Exercise goal: After finding the line with "pub const ALL_SITES_TITLE: &str" in the entries below, retype exactly each line from there through the line with "summing to 1.", including that final line.

*** Opening of Data for analysis ***

//! Success pie chart rule. Depends on the site selection only.

use std::collections::BTreeMap;

use launchdash_common::{LaunchDashError, Result};
use launchdash_data::SiteSummary;
use tracing::debug;

use crate::chart::{ChartSpec, PieChart, PieSlice};
use crate::controls::SiteSelection;

pub const ALL_SITES_TITLE: &str = "Total Success Launches By Site";
pub const SUCCESS_LABEL: &str = "Success";
pub const FAIL_LABEL: &str = "Fail";

/// All sites: one slice per site valued at its success ratio, so the slices
/// need not sum to 1. One site: success vs. fail slices summing to 1.
pub fn compute_pie_spec(
    selection: &SiteSelection,
    summaries: &BTreeMap<String, SiteSummary>,
) -> Result<ChartSpec> {
    let chart = match selection {
        SiteSelection::AllSites => PieChart {
            title: ALL_SITES_TITLE.to_string(),
            slices: summaries
                .values()
                .map(|s| PieSlice { label: s.site.clone(), value: s.success })
                .collect(),
        },
        SiteSelection::Site(name) => {
            let summary = summaries.get(name).ok_or_else(|| {
                LaunchDashError::InvalidSelection(format!("unknown launch site '{}'", name))
            })?;
            PieChart {
                title: format!("Total Success Launches By {}", name),
                slices: vec![
                    PieSlice { label: SUCCESS_LABEL.to_string(), value: summary.success },
                    PieSlice { label: FAIL_LABEL.to_string(), value: summary.failure },
                ],
            }
        }
    };

    debug!(site = %selection, slices = chart.slices.len(), "pie chart recomputed");
    Ok(ChartSpec::Pie(chart))
}

#[cfg(test)]
mod tests {
    use super::*;
    use launchdash_data::{aggregate, LaunchRecord, Outcome};
    use pretty_assertions::assert_eq;

    fn summaries() -> BTreeMap<String, SiteSummary> {
        let rec = |site: &str, ok: bool| LaunchRecord {
            site: site.into(),
            payload_mass_kg: 500.0,
            outcome: if ok { Outcome::Success } else { Outcome::Failure },
            booster_version_category: "FT".into(),
        };
        let records = vec![rec("Site A", true), rec("Site A", false), rec("Site B", true), rec("Site B", true)];
        aggregate(&records, None).unwrap()
    }

    #[test]
    fn test_all_sites_one_slice_per_site() {
        let spec = compute_pie_spec(&SiteSelection::AllSites, &summaries()).unwrap();
        let pie = spec.as_pie().unwrap();

        assert_eq!(pie.title, "Total Success Launches By Site");
        assert_eq!(
            pie.slices,
            vec![
                PieSlice { label: "Site A".into(), value: 0.5 },
                PieSlice { label: "Site B".into(), value: 1.0 },
            ]
        );
        // sum of success ratios, not 1
        assert_eq!(pie.total(), 1.5);
    }

    #[test]
    fn test_single_site_success_vs_fail() {
        let spec = compute_pie_spec(&SiteSelection::Site("Site A".into()), &summaries()).unwrap();
        let pie = spec.as_pie().unwrap();

        assert_eq!(pie.title, "Total Success Launches By Site A");
        let labels: Vec<&str> = pie.slices.iter().map(|s| s.label.as_str()).collect();
        assert_eq!(labels, vec!["Success", "Fail"]);
        assert!((pie.total() - 1.0).abs() < 1e-9);
    }

    #[test]
    fn test_every_site_pie_sums_to_one() {
        let summaries = summaries();
        for site in summaries.keys() {
            let spec = compute_pie_spec(&SiteSelection::Site(site.clone()), &summaries).unwrap();
            let pie = spec.as_pie().unwrap();
            assert_eq!(pie.slices.len(), 2);
            assert!((pie.total() - 1.0).abs() < 1e-9, "{site}");
        }
    }

    #[test]
    fn test_unknown_site_is_invalid_selection() {
        let err = compute_pie_spec(&SiteSelection::Site("Boca Chica".into()), &summaries()).unwrap_err();
        assert!(err.is_recoverable());
        assert!(matches!(err, LaunchDashError::InvalidSelection(_)));
    }
}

*** Close of Data for analysis ***

Response area:
pub const ALL_SITES_TITLE: &str = "Total Success Launches By Site";
pub const SUCCESS_LABEL: &str = "Success";
pub const FAIL_LABEL: &str = "Fail";

/// All sites: one slice per site valued at its success ratio, so the slices
/// need not sum to 1. One site: success vs. fail slices summing to 1.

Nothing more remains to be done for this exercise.